(Phys.org) —This ethereal image shows a stunning sliver of large main-belt asteroid Lutetia from the viewpoint of ESA's Rosetta spacecraft, taken as Rosetta passed by on its 10-year voyage towards comet 67P/Churyumov–Gerasimenko.
This week marks four years since Rosetta flew by this ancient rocky body, on 10 July 2010. As the spacecraft swung past Lutetia it snapped hundreds of high-resolution photographs with its Optical, Spectroscopic and Infrared Remote Imaging System (OSIRIS) as well as obtaining valuable spectra, and maps of the surface temperature using other instruments.
This image was taken as Rosetta had passed its closest approach, at just under 3170 km from Lutetia's surface, and was beginning its journey away from the asteroid.
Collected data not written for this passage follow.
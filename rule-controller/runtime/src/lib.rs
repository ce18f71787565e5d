#![deny(warnings, rust_2018_idioms)]
#![forbid(unsafe_code)]

pub use rule_controller_core as core;
pub use rule_controller_grpc as grpc;
pub use rule_controller_storage as storage;

mod admin;
mod args;
mod handlers;

pub use self::{
    admin::Admin,
    args::Args,
    handlers::{Handlers, RuleSink, SinkError},
};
As a result of this flyby, astronomers have been able to characterise Lutetia, viewing the wide range of craters and geological features scarring the asteroid's surface and gauging its mass and volume–and thus density and composition. These measurements showed that Lutetia is primordial, likely having formed just under 4 billion years ago during the very early phases of the Solar System.
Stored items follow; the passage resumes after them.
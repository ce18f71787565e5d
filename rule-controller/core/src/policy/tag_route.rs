use super::{ParamMatch, Policy, PolicyToClient};
use crate::Kind;
use serde::{Deserialize, Serialize};

/// Routes requests to providers grouped by tag.
#[derive(Clone, Debug, Default, PartialEq, Eq, Serialize, Deserialize)]
#[serde(default)]
pub struct TagRoute {
    #[serde(skip_serializing_if = "String::is_empty")]
    pub name: String,
    pub spec: Option<TagRouteSpec>,
}

#[derive(Clone, Debug, Default, PartialEq, Eq, Serialize, Deserialize)]
#[serde(default, rename_all = "camelCase")]
pub struct TagRouteSpec {
    pub priority: i32,
    pub enabled: bool,
    pub force: bool,
    pub runtime: bool,
    pub key: String,
    pub tags: Vec<Tag>,
    pub config_version: String,
}

#[derive(Clone, Debug, Default, PartialEq, Eq, Serialize, Deserialize)]
#[serde(default)]
pub struct Tag {
    pub name: String,
    #[serde(rename = "match")]
    pub matches: Vec<ParamMatch>,
    pub addresses: Vec<String>,
}

impl Policy for TagRoute {
    const KIND: Kind = Kind::TagRoute;

    type ToClient<'a> = PolicyToClient<'a, TagRouteSpec>;

    fn to_client(&self) -> Option<Self::ToClient<'_>> {
        let spec = self.spec.as_ref()?;
        Some(PolicyToClient {
            name: &self.name,
            spec,
        })
    }
}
This asteroid is one of just two that Rosetta has closely flown past, the other being asteroid Steins in 2008.
Rosetta was launched in 2004 and, after 10 years in space, will finally rendezvous with its target comet in August. It will study the comet's surface, dust and gases in unprecedented detail, deploy a lander onto its surface, and follow the comet for over a year as it orbits around the Sun.